• **INSTRUCTIONS TO FOLLOW**
The expected output is exactly the lines below, starting at the line with "filename boxsort-core/src/collection.rs" and ending at the line with "recently created first.", both included; no other line belongs in it.

• **DATA LISTING**

+-------+

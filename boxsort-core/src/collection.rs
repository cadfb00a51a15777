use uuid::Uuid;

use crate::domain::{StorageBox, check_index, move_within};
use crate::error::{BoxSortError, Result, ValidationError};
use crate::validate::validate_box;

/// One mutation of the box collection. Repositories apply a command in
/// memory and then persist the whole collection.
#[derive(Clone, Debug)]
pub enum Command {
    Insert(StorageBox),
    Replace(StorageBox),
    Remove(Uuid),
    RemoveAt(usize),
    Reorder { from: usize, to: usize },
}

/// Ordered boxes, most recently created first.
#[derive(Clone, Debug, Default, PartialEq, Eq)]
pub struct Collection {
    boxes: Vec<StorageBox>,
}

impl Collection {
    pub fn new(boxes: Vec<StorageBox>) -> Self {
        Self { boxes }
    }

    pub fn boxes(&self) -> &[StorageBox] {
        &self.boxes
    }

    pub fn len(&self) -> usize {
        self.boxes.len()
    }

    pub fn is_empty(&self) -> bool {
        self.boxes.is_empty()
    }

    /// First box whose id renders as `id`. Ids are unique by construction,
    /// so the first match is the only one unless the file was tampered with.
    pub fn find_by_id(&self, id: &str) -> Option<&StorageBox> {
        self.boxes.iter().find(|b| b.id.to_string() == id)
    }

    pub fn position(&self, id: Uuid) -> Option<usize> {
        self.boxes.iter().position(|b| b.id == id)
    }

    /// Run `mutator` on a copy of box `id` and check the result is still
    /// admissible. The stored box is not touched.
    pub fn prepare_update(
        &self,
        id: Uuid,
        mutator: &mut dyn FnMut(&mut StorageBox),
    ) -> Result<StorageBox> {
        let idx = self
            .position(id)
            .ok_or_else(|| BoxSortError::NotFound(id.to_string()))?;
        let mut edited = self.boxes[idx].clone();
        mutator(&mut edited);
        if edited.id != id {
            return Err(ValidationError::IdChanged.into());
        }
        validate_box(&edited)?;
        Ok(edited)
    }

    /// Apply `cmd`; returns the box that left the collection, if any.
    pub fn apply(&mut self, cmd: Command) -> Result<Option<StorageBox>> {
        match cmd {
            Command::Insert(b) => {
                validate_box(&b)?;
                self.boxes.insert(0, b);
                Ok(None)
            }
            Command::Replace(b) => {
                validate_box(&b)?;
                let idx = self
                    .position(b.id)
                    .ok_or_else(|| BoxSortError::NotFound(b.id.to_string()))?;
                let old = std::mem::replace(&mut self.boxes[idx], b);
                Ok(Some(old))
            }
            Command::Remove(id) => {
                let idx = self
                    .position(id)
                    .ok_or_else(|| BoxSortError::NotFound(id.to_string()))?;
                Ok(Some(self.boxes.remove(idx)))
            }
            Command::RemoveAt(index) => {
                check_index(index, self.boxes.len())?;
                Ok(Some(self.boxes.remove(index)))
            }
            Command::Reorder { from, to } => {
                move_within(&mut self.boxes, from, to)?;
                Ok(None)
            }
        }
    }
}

+-------+

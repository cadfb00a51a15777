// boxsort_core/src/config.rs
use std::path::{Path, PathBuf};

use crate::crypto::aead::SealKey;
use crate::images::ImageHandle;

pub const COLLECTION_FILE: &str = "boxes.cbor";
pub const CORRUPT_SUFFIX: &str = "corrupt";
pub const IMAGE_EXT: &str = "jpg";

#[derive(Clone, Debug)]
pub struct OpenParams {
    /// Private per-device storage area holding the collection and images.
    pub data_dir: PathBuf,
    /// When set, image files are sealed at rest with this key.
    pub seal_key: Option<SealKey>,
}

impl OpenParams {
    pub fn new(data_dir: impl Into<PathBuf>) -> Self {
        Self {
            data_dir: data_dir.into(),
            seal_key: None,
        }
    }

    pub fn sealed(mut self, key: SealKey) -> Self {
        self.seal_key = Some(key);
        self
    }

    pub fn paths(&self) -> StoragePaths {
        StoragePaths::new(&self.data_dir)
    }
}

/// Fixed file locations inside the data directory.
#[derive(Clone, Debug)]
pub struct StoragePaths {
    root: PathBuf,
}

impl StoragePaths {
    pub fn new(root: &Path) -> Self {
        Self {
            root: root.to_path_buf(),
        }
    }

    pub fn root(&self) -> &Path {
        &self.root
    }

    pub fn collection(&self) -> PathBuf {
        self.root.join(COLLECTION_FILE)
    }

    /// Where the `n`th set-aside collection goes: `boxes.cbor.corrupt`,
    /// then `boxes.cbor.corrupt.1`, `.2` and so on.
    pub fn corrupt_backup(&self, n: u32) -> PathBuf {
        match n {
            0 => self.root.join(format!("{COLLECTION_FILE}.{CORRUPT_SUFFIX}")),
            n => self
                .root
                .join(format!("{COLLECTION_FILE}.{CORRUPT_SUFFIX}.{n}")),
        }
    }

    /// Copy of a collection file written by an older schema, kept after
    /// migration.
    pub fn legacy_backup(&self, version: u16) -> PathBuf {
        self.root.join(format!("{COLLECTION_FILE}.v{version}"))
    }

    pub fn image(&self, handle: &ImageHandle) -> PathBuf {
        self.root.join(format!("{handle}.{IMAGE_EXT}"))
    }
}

+-------+

• **EXERCISE RESULT**
filename boxsort-core/src/collection.rs
repository cadfb00a51a15777
use uuid::Uuid;

use crate::domain::{StorageBox, check_index, move_within};
use crate::error::{BoxSortError, Result, ValidationError};
use crate::validate::validate_box;

/// One mutation of the box collection. Repositories apply a command in
/// memory and then persist the whole collection.
#[derive(Clone, Debug)]
pub enum Command {
    Insert(StorageBox),
    Replace(StorageBox),
    Remove(Uuid),
    RemoveAt(usize),
    Reorder { from: usize, to: usize },
}

/// Ordered boxes, most recently created first.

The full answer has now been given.